Exercise directions
For the word "BudgetStatus", tally the lines of the data that contain it and give the tally alone.

Stored items from a collection:
________________

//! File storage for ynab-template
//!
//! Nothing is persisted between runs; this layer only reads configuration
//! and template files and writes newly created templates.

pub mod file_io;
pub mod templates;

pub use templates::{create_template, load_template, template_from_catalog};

________________

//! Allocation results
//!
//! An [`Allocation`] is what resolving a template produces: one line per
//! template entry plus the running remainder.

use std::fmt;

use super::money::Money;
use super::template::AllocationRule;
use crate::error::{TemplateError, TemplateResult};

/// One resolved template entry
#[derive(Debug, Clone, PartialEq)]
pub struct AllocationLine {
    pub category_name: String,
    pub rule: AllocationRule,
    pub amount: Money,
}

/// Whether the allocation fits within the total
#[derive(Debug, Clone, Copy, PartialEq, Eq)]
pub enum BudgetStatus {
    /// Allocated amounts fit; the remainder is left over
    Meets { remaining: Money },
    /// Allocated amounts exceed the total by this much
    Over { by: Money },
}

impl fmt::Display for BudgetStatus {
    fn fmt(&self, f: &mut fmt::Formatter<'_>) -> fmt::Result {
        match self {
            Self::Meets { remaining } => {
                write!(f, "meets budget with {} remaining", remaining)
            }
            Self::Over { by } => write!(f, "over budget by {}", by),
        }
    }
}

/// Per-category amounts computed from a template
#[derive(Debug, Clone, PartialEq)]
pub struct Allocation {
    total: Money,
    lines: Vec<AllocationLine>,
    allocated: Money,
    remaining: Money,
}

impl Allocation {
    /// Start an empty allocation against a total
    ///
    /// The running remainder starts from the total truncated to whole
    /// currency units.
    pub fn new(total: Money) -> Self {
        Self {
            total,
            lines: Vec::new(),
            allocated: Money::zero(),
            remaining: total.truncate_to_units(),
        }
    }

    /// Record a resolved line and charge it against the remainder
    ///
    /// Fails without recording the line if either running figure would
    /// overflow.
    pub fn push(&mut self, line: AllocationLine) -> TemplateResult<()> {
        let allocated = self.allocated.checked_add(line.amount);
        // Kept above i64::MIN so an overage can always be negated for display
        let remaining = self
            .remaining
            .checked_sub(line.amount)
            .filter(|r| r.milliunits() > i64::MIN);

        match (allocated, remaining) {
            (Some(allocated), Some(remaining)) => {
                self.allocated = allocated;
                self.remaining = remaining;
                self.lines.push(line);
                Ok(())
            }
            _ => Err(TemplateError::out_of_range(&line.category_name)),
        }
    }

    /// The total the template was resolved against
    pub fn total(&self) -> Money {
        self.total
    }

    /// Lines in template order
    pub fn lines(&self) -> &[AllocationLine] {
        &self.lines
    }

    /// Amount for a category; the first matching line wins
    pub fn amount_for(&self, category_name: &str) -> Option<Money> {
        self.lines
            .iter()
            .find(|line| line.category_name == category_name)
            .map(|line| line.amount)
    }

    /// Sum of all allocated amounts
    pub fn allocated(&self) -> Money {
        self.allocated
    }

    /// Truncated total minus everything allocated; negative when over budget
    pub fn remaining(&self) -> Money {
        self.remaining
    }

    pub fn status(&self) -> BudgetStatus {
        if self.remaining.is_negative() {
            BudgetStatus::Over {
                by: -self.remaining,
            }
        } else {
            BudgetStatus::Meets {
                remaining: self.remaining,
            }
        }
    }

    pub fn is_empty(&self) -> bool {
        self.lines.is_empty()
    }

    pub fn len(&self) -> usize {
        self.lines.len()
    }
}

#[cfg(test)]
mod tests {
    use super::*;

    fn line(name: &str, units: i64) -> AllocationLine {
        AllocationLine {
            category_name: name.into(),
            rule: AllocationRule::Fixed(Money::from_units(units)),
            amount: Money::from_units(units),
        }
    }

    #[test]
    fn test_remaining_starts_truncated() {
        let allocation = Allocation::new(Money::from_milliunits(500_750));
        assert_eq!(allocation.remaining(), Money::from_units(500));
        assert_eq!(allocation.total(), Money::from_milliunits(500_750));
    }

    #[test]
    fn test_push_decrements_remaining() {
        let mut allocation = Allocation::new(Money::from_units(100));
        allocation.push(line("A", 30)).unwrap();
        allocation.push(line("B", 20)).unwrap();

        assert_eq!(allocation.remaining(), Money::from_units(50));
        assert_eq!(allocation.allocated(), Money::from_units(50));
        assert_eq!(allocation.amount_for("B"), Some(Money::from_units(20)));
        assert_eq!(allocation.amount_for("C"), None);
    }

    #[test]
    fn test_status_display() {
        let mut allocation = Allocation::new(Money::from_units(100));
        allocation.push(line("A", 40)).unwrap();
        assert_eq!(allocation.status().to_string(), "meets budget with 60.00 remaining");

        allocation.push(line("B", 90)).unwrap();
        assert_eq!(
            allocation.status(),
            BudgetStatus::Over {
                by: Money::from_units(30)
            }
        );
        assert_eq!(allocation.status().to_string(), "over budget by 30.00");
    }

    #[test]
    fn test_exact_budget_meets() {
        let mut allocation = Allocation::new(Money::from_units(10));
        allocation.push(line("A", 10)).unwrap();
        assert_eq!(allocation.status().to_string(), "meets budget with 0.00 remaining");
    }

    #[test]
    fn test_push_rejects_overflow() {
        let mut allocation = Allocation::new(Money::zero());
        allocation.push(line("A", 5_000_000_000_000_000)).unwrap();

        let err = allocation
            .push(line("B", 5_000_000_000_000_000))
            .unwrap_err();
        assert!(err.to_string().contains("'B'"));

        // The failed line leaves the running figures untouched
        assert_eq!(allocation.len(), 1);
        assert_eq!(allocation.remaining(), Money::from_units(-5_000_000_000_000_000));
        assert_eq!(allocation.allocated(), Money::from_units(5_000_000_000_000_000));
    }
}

________________

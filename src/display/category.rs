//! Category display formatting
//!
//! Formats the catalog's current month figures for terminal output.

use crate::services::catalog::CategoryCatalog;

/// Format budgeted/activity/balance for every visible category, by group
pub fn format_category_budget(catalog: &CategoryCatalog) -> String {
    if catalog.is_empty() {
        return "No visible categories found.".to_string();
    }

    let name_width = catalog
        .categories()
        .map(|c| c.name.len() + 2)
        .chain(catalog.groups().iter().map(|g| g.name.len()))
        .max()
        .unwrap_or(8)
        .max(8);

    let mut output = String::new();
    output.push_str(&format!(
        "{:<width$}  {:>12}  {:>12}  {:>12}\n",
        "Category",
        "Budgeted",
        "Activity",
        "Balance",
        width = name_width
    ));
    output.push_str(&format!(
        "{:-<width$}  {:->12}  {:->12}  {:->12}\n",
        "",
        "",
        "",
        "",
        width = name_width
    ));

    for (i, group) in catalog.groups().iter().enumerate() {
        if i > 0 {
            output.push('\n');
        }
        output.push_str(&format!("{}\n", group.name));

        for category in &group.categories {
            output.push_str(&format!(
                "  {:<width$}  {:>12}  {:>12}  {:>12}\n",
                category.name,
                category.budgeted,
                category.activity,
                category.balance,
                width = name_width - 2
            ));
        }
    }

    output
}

________________

Written reply
6